What the task asks — In the data, find the word "struct" and copy out every line that has it.

Collected data entries —

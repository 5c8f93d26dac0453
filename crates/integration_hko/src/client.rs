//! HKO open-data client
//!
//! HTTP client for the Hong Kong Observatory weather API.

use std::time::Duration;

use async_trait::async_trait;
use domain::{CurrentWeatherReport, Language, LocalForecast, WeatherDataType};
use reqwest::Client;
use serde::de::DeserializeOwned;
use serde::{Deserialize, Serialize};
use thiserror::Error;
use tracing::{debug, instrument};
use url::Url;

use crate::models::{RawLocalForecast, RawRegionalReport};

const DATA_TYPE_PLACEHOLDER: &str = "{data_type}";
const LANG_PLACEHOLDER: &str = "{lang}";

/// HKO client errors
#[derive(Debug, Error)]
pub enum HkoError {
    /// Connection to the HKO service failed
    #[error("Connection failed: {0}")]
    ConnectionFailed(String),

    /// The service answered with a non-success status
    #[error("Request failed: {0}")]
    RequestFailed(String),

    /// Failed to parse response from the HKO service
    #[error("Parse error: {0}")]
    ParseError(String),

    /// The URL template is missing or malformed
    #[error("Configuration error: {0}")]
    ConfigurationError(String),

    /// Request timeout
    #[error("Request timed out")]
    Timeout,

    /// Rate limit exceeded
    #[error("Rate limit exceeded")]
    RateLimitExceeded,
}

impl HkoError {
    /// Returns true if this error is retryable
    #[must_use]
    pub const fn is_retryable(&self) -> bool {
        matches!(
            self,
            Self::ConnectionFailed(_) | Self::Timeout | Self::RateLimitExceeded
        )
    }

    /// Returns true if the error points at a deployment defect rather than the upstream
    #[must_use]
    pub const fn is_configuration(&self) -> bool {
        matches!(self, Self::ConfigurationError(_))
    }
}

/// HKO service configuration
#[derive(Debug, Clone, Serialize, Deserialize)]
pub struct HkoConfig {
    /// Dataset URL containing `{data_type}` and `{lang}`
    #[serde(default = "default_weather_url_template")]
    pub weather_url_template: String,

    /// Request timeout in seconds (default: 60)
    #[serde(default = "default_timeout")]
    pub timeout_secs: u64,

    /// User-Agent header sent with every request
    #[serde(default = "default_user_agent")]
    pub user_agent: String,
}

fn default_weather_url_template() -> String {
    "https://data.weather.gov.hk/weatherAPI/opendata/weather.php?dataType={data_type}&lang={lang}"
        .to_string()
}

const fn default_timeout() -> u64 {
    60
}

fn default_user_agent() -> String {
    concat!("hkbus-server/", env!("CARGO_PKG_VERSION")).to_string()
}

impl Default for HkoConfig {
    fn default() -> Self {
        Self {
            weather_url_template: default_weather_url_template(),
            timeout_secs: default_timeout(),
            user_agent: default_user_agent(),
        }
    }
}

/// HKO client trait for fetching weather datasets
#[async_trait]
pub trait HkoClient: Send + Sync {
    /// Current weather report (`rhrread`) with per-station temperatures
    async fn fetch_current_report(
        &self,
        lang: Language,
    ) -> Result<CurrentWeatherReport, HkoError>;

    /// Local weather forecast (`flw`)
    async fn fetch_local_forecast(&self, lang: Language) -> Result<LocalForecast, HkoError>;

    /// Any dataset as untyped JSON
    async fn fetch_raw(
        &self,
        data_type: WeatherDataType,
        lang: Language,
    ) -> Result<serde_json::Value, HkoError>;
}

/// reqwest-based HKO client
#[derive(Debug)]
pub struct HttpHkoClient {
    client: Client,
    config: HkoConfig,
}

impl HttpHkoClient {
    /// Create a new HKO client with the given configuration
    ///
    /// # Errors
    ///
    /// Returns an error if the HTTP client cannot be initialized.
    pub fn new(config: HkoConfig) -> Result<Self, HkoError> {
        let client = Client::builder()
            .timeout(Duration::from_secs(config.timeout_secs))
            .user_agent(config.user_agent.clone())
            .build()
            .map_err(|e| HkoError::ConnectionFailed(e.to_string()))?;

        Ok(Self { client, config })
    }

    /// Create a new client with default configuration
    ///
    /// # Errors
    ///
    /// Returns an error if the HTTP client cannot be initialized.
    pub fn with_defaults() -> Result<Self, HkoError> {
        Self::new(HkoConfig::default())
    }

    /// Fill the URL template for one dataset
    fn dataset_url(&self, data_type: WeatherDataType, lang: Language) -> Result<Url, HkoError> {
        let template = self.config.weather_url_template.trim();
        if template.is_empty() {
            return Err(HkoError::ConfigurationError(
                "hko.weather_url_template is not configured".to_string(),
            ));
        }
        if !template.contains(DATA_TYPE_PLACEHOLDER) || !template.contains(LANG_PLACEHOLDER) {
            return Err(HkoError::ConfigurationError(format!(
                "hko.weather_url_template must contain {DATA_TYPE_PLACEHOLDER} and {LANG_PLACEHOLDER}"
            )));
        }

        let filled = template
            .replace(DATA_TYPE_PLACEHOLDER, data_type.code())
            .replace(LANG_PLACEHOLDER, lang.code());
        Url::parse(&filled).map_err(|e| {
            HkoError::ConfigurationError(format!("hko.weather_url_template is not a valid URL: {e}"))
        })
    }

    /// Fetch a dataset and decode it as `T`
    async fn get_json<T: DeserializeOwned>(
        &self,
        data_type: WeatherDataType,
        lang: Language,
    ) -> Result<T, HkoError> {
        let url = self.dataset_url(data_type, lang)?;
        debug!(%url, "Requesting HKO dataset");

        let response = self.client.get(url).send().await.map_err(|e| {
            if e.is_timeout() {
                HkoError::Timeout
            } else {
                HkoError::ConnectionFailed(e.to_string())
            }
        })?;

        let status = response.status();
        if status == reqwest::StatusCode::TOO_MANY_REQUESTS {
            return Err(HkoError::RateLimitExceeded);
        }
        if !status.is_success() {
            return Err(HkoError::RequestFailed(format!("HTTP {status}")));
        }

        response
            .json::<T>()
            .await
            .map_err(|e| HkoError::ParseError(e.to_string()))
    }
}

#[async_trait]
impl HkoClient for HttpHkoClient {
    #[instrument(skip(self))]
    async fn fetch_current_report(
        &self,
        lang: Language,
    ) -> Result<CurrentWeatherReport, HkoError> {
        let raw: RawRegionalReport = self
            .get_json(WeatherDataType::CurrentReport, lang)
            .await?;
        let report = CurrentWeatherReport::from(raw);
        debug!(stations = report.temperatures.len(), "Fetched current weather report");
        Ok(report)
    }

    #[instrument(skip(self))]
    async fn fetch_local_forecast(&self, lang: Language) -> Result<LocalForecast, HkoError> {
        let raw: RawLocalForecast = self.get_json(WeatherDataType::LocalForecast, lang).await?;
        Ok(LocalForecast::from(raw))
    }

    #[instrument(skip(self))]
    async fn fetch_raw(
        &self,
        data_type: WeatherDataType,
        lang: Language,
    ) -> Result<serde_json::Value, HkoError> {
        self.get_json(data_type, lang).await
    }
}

Task solution —
pub struct HkoConfig {
pub struct HttpHkoClient {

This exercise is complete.